In the listing below, locate the lines that hold "super" and copy them.
BEGIN
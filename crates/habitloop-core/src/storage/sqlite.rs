//! SQLite-backed habit and checkoff persistence.
//!
//! Habits live in one table, checkoffs in another keyed by habit id.
//! Timestamps are stored as RFC3339 text, which sorts chronologically
//! for UTC values, so ordered reads come straight from the index.

use chrono::{DateTime, Utc};
use rusqlite::{params, Connection};
use std::path::{Path, PathBuf};
use std::str::FromStr;

use super::{data_dir, HabitStore};
use crate::error::StorageError;
use crate::habit::{Frequency, Habit};

fn format_frequency(frequency: Frequency) -> &'static str {
    match frequency {
        Frequency::Daily => "daily",
        Frequency::Weekly => "weekly",
    }
}

fn parse_frequency(frequency_str: &str) -> Frequency {
    Frequency::from_str(frequency_str).unwrap_or(Frequency::Daily)
}

fn parse_datetime_fallback(dt_str: &str) -> DateTime<Utc> {
    DateTime::parse_from_rfc3339(dt_str)
        .map(|dt| dt.with_timezone(&Utc))
        .unwrap_or_else(|_| Utc::now())
}

/// Build a Habit from a database row
fn row_to_habit(row: &rusqlite::Row) -> Result<Habit, rusqlite::Error> {
    let frequency_str: String = row.get(3)?;
    let created_at_str: String = row.get(4)?;
    Ok(Habit {
        id: row.get(0)?,
        title: row.get(1)?,
        description: row.get(2)?,
        frequency: parse_frequency(&frequency_str),
        created_at: parse_datetime_fallback(&created_at_str),
    })
}

/// SQLite database implementing [`HabitStore`].
pub struct SqliteStore {
    conn: Connection,
}

impl SqliteStore {
    /// Open (creating if necessary) the database at `path`.
    ///
    /// # Errors
    /// Returns an error if the file cannot be opened or the schema
    /// cannot be created.
    pub fn open(path: impl AsRef<Path>) -> Result<Self, StorageError> {
        let path = path.as_ref();
        let conn = Connection::open(path).map_err(|source| StorageError::OpenFailed {
            path: path.to_path_buf(),
            source,
        })?;
        let store = Self { conn };
        store.create_schema()?;
        Ok(store)
    }

    /// Open the database at `~/.config/habitloop/habitloop.db`.
    ///
    /// # Errors
    /// Returns an error if the data directory cannot be prepared or the
    /// database cannot be opened.
    pub fn open_default() -> Result<Self, StorageError> {
        Self::open(Self::default_path()?)
    }

    /// Default database location inside the data directory.
    pub fn default_path() -> Result<PathBuf, StorageError> {
        Ok(data_dir()?.join("habitloop.db"))
    }

    /// Open an ephemeral in-memory database (tests, dry runs).
    pub fn open_memory() -> Result<Self, StorageError> {
        let conn = Connection::open_in_memory()?;
        let store = Self { conn };
        store.create_schema()?;
        Ok(store)
    }

    fn create_schema(&self) -> Result<(), StorageError> {
        self.conn.execute_batch(
            "CREATE TABLE IF NOT EXISTS habits (
                id          TEXT PRIMARY KEY,
                title       TEXT NOT NULL,
                description TEXT NOT NULL,
                frequency   TEXT NOT NULL,
                created_at  TEXT NOT NULL
            );

            CREATE TABLE IF NOT EXISTS checkoffs (
                habit_id  TEXT NOT NULL,
                timestamp TEXT NOT NULL
            );

            -- Ordered history reads per habit
            CREATE INDEX IF NOT EXISTS idx_checkoffs_habit_timestamp
                ON checkoffs(habit_id, timestamp);",
        )?;
        Ok(())
    }
}

impl HabitStore for SqliteStore {
    fn save_habit(&self, habit: &Habit) -> Result<(), StorageError> {
        self.conn.execute(
            "INSERT INTO habits (id, title, description, frequency, created_at)
             VALUES (?1, ?2, ?3, ?4, ?5)",
            params![
                habit.id,
                habit.title,
                habit.description,
                format_frequency(habit.frequency),
                habit.created_at.to_rfc3339(),
            ],
        )?;
        Ok(())
    }

    fn load_habits(&self) -> Result<Vec<Habit>, StorageError> {
        let mut stmt = self.conn.prepare(
            "SELECT id, title, description, frequency, created_at
             FROM habits
             ORDER BY created_at ASC, rowid ASC",
        )?;
        let rows = stmt.query_map([], row_to_habit)?;

        let mut habits = Vec::new();
        for row in rows {
            habits.push(row?);
        }
        Ok(habits)
    }

    fn delete_habit(&self, habit_id: &str) -> Result<(), StorageError> {
        self.conn
            .execute("DELETE FROM habits WHERE id = ?1", params![habit_id])?;
        Ok(())
    }

    fn save_checkoff(&self, habit_id: &str, timestamp: DateTime<Utc>) -> Result<(), StorageError> {
        self.conn.execute(
            "INSERT INTO checkoffs (habit_id, timestamp) VALUES (?1, ?2)",
            params![habit_id, timestamp.to_rfc3339()],
        )?;
        Ok(())
    }

    fn load_checkoffs(&self, habit_id: &str) -> Result<Vec<DateTime<Utc>>, StorageError> {
        let mut stmt = self.conn.prepare(
            "SELECT timestamp FROM checkoffs
             WHERE habit_id = ?1
             ORDER BY timestamp ASC, rowid ASC",
        )?;
        let rows = stmt.query_map(params![habit_id], |row| row.get::<_, String>(0))?;

        let mut timestamps = Vec::new();
        for row in rows {
            let raw = row?;
            match DateTime::parse_from_rfc3339(&raw) {
                Ok(ts) => timestamps.push(ts.with_timezone(&Utc)),
                // A corrupt timestamp must not shift streak math; skip it.
                Err(e) => eprintln!("Warning: skipping unparseable checkoff '{raw}': {e}"),
            }
        }
        Ok(timestamps)
    }

    fn delete_checkoffs(&self, habit_id: &str) -> Result<(), StorageError> {
        self.conn
            .execute("DELETE FROM checkoffs WHERE habit_id = ?1", params![habit_id])?;
        Ok(())
    }
}

#[cfg(test)]
mod tests {
    use super::*;
    use chrono::{Duration, TimeZone};

    fn habit(title: &str, frequency: Frequency) -> Habit {
        Habit::new(title, "test fixture", frequency).unwrap()
    }

    #[test]
    fn habit_roundtrip_preserves_fields() {
        let store = SqliteStore::open_memory().unwrap();
        let original = habit("Read", Frequency::Weekly);
        store.save_habit(&original).unwrap();

        let loaded = store.load_habits().unwrap();
        assert_eq!(loaded.len(), 1);
        assert_eq!(loaded[0].id, original.id);
        assert_eq!(loaded[0].title, "Read");
        assert_eq!(loaded[0].frequency, Frequency::Weekly);
        assert_eq!(loaded[0].created_at, original.created_at);
    }

    #[test]
    fn habits_come_back_in_creation_order() {
        let store = SqliteStore::open_memory().unwrap();
        let first = habit("First", Frequency::Daily);
        let second = habit("Second", Frequency::Daily);
        store.save_habit(&first).unwrap();
        store.save_habit(&second).unwrap();

        let titles: Vec<_> = store
            .load_habits()
            .unwrap()
            .into_iter()
            .map(|h| h.title)
            .collect();
        assert_eq!(titles, ["First", "Second"]);
    }

    #[test]
    fn checkoffs_come_back_sorted_by_timestamp() {
        let store = SqliteStore::open_memory().unwrap();
        let h = habit("Read", Frequency::Daily);
        store.save_habit(&h).unwrap();

        let base = Utc.with_ymd_and_hms(2024, 1, 1, 8, 30, 0).unwrap();
        store.save_checkoff(&h.id, base + Duration::hours(5)).unwrap();
        store.save_checkoff(&h.id, base).unwrap();

        let loaded = store.load_checkoffs(&h.id).unwrap();
        assert_eq!(loaded, vec![base, base + Duration::hours(5)]);
    }

    #[test]
    fn delete_habit_leaves_other_rows_alone() {
        let store = SqliteStore::open_memory().unwrap();
        let keep = habit("Keep", Frequency::Daily);
        let gone = habit("Gone", Frequency::Daily);
        store.save_habit(&keep).unwrap();
        store.save_habit(&gone).unwrap();

        store.delete_habit(&gone.id).unwrap();
        let loaded = store.load_habits().unwrap();
        assert_eq!(loaded.len(), 1);
        assert_eq!(loaded[0].id, keep.id);
    }

    #[test]
    fn delete_checkoffs_is_scoped_to_one_habit() {
        let store = SqliteStore::open_memory().unwrap();
        let a = habit("A", Frequency::Daily);
        let b = habit("B", Frequency::Daily);
        store.save_habit(&a).unwrap();
        store.save_habit(&b).unwrap();
        store.save_checkoff(&a.id, Utc::now()).unwrap();
        store.save_checkoff(&b.id, Utc::now()).unwrap();

        store.delete_checkoffs(&a.id).unwrap();
        assert!(store.load_checkoffs(&a.id).unwrap().is_empty());
        assert_eq!(store.load_checkoffs(&b.id).unwrap().len(), 1);
    }

    #[test]
    fn unknown_frequency_string_falls_back_to_daily() {
        assert_eq!(parse_frequency("hourly"), Frequency::Daily);
        assert_eq!(parse_frequency("weekly"), Frequency::Weekly);
    }
}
END
**SOLUTION TO THIS EXERCISE**
use super::{data_dir, HabitStore};
    use super::*;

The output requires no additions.